Brief regering : Toezeggingen over het onderwerp duurzame agrofinanciering
28 625 Herziening van het Gemeenschappelijk Landbouwbeleid
Nr. 287
BRIEF VAN DE MINISTER VAN LANDBOUW, NATUUR EN VOEDSELKWALITEIT
Aan de Voorzitter van de Tweede Kamer der Staten-Generaal
Den Haag, 22 december 2020
Met deze brief licht ik toe hoe ik uitvoering geef aan een aantal toezeggingen over
het onderwerp financiering van de land- en tuinbouw. In het kader van het streven
naar duurzame agrofinanciering, heb ik Wageningen Economic Research gevraagd het financieringslandschap
van de land- en tuinbouwsector in kaart te brengen. Daarnaast heb ik het lid Bisschop
(SGP) toegezegd om een appreciatie te geven van het rapport van FI-compass over de
financiële behoeften in de Nederlandse land- en tuinbouw. Ten slotte heb ik in het
AO Landbouw, Klimaat, Voedsel van 1 oktober jl., aan het lid Geurts (CDA) toegezegd
om nader in te gaan op de Bazel-richtlijnen.
Rapport «Financiering transitie naar duurzame landbouw»

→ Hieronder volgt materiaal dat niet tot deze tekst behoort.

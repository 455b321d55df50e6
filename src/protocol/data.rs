/// Identifier of a result set within its connection
pub type ResultSetId = u64;

/// Handle that produced a result set
#[derive(Debug, Clone, Copy, PartialEq, Eq, Hash)]
pub enum Owner {
    Statement(u64),
    PreparedStatement(u64),
}

#[derive(Debug)]
struct Tracked<C> {
    id: ResultSetId,
    owner: Owner,
    cell: C,
}

/// Open result sets of one connection, by owner
#[derive(Debug)]
pub struct ProtocolData<C> {
    result_sets: Vec<Tracked<C>>,
    next_id: ResultSetId,
}

impl<C: Clone> ProtocolData<C> {
    pub fn new() -> Self {
        Self {
            result_sets: Vec::new(),
            next_id: 1,
        }
    }

    pub fn next_id(&mut self) -> ResultSetId {
        let id = self.next_id;
        self.next_id += 1;
        id
    }

    pub fn add(&mut self, id: ResultSetId, owner: Owner, cell: C) {
        self.result_sets.push(Tracked { id, owner, cell });
    }

    /// Stop tracking `id`; returns whether it was tracked
    pub fn remove(&mut self, id: ResultSetId) -> bool {
        let before = self.result_sets.len();
        self.result_sets.retain(|tracked| tracked.id != id);
        self.result_sets.len() != before
    }

    pub fn result_sets_of(&self, owner: Owner) -> Vec<(ResultSetId, C)> {
        self.result_sets
            .iter()
            .filter(|tracked| tracked.owner == owner)
            .map(|tracked| (tracked.id, tracked.cell.clone()))
            .collect()
    }

    pub fn all(&self) -> Vec<C> {
        self.result_sets
            .iter()
            .map(|tracked| tracked.cell.clone())
            .collect()
    }

    pub fn len(&self) -> usize {
        self.result_sets.len()
    }

    pub fn is_empty(&self) -> bool {
        self.result_sets.is_empty()
    }

    pub fn clear(&mut self) {
        self.result_sets.clear();
    }
}

impl<C: Clone> Default for ProtocolData<C> {
    fn default() -> Self {
        Self::new()
    }
}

Het Ministerie van Landbouw, Natuur en Voedselkwaliteit (LNV) heeft Wageningen Economic
Research (WEcR) in 2020 opdracht gegeven om onderzoek te doen naar het financieringslandschap
van de land- en tuinbouw. De inventarisatie van de vermogenspositie en financieringswijze
is uitgevoerd voor de totale land- en tuinbouwsector en daarbinnen voor de belangrijke
bedrijfstypen. Het rapport «Financiering transitie naar duurzame landbouw» vindt uw Kamer als bijlage bij deze brief1.
De vermogenspositie in de land- en tuinbouw is sinds 2001 in alle sectoren sterk toegenomen.
Door schaalvergroting en waardestijging van duurzame productiemiddelen nam het gemiddelde
vermogen op een bedrijf toe van 1,5 miljoen euro in 2001 tot 3,5 miljoen euro in 2018.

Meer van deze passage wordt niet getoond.